■ About this task: Among the entries below, one line contains "filename crates/lovelace-wallet/src/coin_selection.rs" and another contains "the list would". Transcribe those two lines and every line between them, exactly.

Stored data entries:
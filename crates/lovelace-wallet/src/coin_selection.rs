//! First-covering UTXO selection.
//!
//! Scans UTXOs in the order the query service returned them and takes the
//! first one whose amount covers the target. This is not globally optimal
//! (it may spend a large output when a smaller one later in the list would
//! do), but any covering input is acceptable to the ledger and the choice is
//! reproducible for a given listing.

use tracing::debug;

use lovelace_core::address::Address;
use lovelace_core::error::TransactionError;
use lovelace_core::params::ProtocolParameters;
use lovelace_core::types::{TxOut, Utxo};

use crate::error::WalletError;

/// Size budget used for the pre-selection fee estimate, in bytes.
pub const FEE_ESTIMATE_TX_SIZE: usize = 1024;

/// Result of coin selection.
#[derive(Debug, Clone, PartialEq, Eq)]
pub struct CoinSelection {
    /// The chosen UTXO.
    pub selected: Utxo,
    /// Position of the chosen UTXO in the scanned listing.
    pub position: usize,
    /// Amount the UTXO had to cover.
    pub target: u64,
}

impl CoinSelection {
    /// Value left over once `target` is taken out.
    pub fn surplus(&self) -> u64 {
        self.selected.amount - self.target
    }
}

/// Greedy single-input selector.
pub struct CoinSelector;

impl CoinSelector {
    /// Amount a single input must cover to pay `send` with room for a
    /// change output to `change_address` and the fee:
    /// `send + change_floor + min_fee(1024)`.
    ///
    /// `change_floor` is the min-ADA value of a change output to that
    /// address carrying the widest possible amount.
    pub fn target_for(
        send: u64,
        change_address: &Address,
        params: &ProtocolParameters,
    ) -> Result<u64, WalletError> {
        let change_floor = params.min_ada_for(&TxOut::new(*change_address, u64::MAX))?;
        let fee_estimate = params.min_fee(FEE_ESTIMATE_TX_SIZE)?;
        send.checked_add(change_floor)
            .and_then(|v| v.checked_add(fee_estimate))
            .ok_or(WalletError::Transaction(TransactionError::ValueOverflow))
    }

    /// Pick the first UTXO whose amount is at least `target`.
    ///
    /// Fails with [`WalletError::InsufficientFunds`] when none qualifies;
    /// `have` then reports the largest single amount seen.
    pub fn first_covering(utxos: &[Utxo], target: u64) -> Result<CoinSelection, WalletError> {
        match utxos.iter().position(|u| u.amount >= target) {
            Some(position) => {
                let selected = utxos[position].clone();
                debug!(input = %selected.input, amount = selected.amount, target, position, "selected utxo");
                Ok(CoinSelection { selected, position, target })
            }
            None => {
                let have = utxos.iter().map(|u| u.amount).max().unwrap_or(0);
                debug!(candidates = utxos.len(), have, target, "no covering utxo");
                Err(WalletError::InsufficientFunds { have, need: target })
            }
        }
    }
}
==
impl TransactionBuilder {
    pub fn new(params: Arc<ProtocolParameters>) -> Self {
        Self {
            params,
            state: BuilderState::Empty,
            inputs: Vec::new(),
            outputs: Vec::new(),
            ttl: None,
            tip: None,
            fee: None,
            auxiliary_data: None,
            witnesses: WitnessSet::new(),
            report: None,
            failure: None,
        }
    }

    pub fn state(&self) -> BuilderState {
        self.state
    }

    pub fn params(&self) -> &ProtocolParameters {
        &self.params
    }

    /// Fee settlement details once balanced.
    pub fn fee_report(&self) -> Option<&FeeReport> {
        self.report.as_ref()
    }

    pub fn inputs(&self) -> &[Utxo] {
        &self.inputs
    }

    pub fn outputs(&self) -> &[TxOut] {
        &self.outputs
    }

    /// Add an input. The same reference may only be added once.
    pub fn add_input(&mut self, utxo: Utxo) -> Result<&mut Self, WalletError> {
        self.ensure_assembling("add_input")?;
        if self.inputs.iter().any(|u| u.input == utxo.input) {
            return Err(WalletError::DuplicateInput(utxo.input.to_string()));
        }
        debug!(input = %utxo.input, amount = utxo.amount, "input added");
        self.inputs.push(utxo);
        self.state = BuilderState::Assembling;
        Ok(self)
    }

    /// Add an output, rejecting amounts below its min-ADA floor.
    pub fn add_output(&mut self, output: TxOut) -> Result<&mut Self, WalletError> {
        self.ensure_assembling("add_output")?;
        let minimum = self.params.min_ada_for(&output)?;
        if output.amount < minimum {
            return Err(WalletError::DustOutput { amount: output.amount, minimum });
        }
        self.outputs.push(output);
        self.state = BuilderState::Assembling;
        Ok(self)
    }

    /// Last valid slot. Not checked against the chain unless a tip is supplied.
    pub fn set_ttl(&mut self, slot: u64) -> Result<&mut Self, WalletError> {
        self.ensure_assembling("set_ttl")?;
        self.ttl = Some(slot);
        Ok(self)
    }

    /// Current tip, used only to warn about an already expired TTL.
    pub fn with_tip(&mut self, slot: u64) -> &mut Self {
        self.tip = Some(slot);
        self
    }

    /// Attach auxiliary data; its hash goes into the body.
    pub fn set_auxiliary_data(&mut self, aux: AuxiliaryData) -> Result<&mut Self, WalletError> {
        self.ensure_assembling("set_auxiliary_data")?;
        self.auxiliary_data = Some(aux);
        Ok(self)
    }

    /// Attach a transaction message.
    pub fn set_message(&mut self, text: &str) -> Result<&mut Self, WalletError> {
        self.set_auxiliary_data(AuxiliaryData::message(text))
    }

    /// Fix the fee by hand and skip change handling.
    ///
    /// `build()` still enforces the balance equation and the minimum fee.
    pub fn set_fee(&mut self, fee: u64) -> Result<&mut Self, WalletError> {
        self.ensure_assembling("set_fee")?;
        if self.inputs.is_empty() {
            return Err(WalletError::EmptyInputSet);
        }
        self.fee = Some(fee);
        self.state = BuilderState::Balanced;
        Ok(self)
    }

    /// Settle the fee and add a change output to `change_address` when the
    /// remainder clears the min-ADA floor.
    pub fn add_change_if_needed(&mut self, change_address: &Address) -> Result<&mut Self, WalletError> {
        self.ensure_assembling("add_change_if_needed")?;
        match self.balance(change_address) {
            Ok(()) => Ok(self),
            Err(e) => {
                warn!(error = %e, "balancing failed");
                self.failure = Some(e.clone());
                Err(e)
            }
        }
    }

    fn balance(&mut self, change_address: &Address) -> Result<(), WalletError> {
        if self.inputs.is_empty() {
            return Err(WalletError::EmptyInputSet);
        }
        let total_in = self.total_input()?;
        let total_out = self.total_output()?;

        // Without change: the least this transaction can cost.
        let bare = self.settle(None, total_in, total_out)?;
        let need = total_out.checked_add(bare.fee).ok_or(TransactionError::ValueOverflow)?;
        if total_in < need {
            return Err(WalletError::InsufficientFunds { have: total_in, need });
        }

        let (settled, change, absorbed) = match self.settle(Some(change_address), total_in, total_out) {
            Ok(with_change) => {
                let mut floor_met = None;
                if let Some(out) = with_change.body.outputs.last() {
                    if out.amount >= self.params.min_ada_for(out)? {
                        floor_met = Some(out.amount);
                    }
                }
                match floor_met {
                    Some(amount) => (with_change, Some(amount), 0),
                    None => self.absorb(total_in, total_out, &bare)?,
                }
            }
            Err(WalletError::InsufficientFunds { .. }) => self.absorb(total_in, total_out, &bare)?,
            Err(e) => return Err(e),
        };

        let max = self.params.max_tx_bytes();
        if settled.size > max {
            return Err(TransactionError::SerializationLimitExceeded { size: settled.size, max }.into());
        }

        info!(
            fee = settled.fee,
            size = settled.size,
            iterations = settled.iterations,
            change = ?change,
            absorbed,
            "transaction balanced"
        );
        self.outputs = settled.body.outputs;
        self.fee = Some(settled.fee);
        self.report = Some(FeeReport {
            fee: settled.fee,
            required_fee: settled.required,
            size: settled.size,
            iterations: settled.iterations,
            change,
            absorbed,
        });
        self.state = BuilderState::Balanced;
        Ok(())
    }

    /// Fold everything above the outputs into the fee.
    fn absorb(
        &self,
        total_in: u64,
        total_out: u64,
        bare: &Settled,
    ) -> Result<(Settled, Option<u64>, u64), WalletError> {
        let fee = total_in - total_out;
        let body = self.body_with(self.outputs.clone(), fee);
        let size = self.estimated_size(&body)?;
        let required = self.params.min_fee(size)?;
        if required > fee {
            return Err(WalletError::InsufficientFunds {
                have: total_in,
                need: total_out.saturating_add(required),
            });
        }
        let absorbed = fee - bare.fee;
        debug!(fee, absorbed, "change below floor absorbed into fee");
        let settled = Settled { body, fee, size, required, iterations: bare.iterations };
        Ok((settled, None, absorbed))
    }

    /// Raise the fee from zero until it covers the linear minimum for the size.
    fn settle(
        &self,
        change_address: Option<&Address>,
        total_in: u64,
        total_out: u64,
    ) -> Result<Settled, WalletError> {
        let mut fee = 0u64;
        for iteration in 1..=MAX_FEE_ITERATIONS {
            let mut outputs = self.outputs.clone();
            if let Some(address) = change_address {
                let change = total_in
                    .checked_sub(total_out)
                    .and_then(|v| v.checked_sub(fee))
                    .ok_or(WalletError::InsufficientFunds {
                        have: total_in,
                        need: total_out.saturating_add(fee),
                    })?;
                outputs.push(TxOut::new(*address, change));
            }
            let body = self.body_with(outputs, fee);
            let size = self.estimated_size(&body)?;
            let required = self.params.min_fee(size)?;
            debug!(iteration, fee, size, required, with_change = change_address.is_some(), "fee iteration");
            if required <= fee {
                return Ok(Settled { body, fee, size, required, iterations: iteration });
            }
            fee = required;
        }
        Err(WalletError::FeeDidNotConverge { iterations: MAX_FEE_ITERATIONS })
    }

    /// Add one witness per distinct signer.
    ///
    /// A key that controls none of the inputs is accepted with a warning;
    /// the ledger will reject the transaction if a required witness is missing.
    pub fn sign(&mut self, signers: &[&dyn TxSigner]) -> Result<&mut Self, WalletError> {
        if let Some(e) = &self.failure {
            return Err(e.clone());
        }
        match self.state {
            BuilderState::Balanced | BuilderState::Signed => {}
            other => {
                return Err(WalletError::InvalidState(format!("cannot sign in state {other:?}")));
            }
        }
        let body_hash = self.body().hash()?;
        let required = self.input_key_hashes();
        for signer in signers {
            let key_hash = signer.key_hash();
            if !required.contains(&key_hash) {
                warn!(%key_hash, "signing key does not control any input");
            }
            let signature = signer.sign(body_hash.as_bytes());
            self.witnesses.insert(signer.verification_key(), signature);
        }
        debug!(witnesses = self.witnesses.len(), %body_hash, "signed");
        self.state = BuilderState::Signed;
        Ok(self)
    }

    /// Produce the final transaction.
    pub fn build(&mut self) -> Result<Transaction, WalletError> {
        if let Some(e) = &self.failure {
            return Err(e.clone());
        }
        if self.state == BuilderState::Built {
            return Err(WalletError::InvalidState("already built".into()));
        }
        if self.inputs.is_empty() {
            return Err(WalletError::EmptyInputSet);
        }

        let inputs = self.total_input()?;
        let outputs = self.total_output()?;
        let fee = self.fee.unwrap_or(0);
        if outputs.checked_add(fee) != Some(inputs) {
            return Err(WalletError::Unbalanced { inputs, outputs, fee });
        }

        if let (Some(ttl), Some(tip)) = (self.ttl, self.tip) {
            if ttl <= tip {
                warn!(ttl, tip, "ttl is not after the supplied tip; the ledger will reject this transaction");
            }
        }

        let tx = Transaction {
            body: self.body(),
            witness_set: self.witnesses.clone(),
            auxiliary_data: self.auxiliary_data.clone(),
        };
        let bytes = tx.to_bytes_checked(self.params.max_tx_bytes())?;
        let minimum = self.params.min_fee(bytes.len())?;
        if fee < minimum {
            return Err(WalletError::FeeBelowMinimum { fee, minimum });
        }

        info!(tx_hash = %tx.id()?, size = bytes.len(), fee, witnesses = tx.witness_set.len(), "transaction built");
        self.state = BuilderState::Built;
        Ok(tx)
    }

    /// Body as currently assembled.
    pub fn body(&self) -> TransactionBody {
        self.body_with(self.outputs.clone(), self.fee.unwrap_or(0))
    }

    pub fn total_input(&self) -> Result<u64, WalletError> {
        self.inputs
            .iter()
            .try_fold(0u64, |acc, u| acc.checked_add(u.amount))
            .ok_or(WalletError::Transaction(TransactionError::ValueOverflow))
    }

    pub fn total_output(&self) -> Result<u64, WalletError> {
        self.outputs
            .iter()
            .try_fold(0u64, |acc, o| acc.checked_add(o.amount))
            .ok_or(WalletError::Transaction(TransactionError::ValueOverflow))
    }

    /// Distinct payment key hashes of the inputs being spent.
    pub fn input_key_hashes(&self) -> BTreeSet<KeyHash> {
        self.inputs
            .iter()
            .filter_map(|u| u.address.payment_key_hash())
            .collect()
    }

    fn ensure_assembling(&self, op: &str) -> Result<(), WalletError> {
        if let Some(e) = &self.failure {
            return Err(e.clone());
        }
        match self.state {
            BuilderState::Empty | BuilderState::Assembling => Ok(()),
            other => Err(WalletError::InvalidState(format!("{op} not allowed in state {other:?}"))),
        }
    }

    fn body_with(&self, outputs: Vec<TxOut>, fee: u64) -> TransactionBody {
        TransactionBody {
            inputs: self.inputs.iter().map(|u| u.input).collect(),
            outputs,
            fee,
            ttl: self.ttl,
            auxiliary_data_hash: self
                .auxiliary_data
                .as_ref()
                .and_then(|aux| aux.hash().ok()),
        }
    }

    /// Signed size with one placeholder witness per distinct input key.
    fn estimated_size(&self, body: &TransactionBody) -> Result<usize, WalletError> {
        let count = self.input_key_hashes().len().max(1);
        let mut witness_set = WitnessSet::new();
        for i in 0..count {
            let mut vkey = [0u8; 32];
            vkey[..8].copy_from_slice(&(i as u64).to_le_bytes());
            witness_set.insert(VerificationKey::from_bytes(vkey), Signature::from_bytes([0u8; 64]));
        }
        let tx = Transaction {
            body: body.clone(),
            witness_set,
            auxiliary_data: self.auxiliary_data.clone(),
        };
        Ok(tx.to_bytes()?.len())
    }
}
--
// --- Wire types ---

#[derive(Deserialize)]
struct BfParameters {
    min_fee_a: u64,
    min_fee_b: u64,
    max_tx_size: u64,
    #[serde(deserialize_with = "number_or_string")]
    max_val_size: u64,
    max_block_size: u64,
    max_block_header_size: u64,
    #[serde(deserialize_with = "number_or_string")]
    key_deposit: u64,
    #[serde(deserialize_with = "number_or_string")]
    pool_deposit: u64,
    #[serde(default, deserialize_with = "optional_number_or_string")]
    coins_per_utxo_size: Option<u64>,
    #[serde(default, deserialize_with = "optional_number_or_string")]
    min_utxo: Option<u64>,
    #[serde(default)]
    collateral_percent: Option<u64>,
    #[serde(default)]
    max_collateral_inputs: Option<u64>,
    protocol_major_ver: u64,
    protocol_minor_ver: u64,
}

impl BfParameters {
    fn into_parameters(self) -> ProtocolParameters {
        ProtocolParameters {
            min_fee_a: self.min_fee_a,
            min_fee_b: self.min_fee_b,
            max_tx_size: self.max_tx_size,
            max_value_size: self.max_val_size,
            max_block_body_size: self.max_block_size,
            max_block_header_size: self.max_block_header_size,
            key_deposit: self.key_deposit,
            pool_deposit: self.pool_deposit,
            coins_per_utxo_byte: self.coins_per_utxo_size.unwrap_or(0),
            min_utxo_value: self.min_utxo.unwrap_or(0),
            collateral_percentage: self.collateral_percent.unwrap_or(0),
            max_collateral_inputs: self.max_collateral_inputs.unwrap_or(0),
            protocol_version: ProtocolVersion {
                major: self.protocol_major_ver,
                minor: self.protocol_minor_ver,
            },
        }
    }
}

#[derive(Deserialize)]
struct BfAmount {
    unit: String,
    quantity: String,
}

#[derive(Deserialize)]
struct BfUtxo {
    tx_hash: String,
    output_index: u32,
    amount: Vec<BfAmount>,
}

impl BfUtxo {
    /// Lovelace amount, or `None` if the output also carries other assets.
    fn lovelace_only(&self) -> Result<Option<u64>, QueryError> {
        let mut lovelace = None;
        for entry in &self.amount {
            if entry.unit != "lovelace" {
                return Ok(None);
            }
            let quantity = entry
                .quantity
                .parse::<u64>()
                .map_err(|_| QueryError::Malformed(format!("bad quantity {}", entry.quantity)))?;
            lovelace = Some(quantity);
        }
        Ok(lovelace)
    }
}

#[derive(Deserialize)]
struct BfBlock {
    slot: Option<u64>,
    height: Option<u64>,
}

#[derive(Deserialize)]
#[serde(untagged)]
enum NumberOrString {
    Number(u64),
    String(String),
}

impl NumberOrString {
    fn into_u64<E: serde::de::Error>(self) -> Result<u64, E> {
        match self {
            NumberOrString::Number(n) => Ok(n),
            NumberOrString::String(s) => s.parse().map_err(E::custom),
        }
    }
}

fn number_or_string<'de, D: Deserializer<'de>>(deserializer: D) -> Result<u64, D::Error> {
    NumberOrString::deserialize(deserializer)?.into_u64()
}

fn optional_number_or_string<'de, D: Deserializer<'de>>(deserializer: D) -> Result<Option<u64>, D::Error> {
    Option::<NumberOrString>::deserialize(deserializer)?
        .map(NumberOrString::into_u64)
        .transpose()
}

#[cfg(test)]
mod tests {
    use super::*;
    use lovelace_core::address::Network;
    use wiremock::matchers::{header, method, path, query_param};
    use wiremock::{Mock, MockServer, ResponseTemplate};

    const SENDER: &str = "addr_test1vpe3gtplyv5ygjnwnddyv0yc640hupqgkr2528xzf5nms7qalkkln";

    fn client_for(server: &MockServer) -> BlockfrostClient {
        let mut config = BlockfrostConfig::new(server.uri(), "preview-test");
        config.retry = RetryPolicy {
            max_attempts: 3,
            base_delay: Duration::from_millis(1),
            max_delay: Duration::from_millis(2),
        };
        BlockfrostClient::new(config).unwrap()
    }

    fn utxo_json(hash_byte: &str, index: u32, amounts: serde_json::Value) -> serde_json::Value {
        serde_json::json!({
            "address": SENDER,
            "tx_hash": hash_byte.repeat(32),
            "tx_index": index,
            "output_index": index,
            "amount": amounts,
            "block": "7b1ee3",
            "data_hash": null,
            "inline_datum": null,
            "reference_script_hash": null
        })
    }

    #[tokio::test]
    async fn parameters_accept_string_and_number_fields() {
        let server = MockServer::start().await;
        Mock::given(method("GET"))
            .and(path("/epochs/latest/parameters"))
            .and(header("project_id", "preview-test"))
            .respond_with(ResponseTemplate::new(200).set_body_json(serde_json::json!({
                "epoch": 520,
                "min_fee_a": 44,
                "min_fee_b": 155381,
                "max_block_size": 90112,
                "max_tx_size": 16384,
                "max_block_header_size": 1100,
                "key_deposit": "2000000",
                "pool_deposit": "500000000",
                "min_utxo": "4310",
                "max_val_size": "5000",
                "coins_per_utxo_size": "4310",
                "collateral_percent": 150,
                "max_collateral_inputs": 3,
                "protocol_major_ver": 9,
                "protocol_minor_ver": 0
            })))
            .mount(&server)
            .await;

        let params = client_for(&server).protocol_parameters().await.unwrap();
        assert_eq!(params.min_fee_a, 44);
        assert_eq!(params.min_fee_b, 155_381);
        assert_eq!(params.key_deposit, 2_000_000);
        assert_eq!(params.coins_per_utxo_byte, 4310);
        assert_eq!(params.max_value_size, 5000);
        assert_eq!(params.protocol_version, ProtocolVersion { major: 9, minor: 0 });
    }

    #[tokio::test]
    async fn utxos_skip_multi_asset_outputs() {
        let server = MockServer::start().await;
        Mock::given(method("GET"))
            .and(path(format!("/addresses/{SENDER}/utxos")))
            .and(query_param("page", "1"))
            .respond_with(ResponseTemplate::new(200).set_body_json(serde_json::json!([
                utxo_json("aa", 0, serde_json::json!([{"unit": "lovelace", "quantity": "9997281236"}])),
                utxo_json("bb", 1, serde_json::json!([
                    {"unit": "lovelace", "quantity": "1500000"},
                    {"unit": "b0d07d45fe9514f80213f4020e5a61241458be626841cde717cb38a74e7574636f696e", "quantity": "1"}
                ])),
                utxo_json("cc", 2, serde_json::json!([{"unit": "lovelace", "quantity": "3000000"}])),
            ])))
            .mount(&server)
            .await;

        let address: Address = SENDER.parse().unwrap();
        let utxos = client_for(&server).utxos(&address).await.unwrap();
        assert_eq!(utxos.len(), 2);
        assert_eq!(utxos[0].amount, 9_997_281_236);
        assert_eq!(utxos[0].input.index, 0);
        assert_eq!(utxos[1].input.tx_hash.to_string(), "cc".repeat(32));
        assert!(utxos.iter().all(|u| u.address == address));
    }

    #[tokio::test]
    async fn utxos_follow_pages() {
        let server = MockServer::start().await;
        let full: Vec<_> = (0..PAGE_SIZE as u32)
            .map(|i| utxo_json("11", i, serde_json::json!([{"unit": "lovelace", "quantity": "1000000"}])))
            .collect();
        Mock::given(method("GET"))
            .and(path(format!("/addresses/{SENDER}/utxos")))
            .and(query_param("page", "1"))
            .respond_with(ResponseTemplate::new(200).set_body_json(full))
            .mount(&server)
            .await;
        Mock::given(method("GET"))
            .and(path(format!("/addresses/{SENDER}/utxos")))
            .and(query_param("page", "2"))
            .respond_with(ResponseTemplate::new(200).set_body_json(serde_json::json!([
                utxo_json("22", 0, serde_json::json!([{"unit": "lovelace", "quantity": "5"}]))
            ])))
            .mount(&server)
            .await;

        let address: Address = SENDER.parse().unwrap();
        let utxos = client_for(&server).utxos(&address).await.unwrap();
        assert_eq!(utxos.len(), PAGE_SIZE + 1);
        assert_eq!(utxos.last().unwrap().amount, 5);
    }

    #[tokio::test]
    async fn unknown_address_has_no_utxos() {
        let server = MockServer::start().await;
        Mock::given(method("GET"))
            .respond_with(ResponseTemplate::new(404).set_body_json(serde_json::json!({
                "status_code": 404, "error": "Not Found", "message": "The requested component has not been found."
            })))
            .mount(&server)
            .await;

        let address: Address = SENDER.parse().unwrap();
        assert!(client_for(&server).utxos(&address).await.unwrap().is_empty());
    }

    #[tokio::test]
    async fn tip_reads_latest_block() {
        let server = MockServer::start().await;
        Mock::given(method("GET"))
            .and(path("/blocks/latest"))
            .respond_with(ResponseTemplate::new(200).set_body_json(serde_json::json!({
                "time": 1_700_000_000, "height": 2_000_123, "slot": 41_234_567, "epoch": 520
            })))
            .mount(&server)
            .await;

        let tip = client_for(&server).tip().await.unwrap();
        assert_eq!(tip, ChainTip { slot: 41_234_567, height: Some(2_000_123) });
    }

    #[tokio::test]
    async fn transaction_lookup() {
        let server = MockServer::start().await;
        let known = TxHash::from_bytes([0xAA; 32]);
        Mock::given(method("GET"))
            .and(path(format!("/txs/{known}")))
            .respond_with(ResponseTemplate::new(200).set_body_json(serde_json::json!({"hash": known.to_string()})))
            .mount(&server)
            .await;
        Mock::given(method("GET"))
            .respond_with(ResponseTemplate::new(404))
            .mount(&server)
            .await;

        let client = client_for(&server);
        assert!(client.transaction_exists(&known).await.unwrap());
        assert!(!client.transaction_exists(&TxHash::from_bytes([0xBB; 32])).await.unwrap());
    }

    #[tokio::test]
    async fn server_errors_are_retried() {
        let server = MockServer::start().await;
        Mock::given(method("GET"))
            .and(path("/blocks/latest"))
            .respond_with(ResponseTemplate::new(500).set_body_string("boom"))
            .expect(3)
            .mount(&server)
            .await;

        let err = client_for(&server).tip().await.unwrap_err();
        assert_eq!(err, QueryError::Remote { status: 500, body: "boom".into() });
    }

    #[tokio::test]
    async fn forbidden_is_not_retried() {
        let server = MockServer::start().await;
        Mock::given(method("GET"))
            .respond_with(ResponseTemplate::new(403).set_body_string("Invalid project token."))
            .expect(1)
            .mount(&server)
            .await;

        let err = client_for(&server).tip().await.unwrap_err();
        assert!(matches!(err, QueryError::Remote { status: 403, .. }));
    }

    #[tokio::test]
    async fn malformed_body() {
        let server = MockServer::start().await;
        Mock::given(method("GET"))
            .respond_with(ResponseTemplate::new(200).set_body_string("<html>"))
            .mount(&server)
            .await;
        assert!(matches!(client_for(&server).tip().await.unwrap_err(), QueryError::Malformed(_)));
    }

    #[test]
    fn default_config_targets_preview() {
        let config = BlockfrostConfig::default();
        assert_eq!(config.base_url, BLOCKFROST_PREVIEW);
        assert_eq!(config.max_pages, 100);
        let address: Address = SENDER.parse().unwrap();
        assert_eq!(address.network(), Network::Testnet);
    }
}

■ Solution to this task:
filename crates/lovelace-wallet/src/coin_selection.rs
//! First-covering UTXO selection.
//!
//! Scans UTXOs in the order the query service returned them and takes the
//! first one whose amount covers the target. This is not globally optimal
//! (it may spend a large output when a smaller one later in the list would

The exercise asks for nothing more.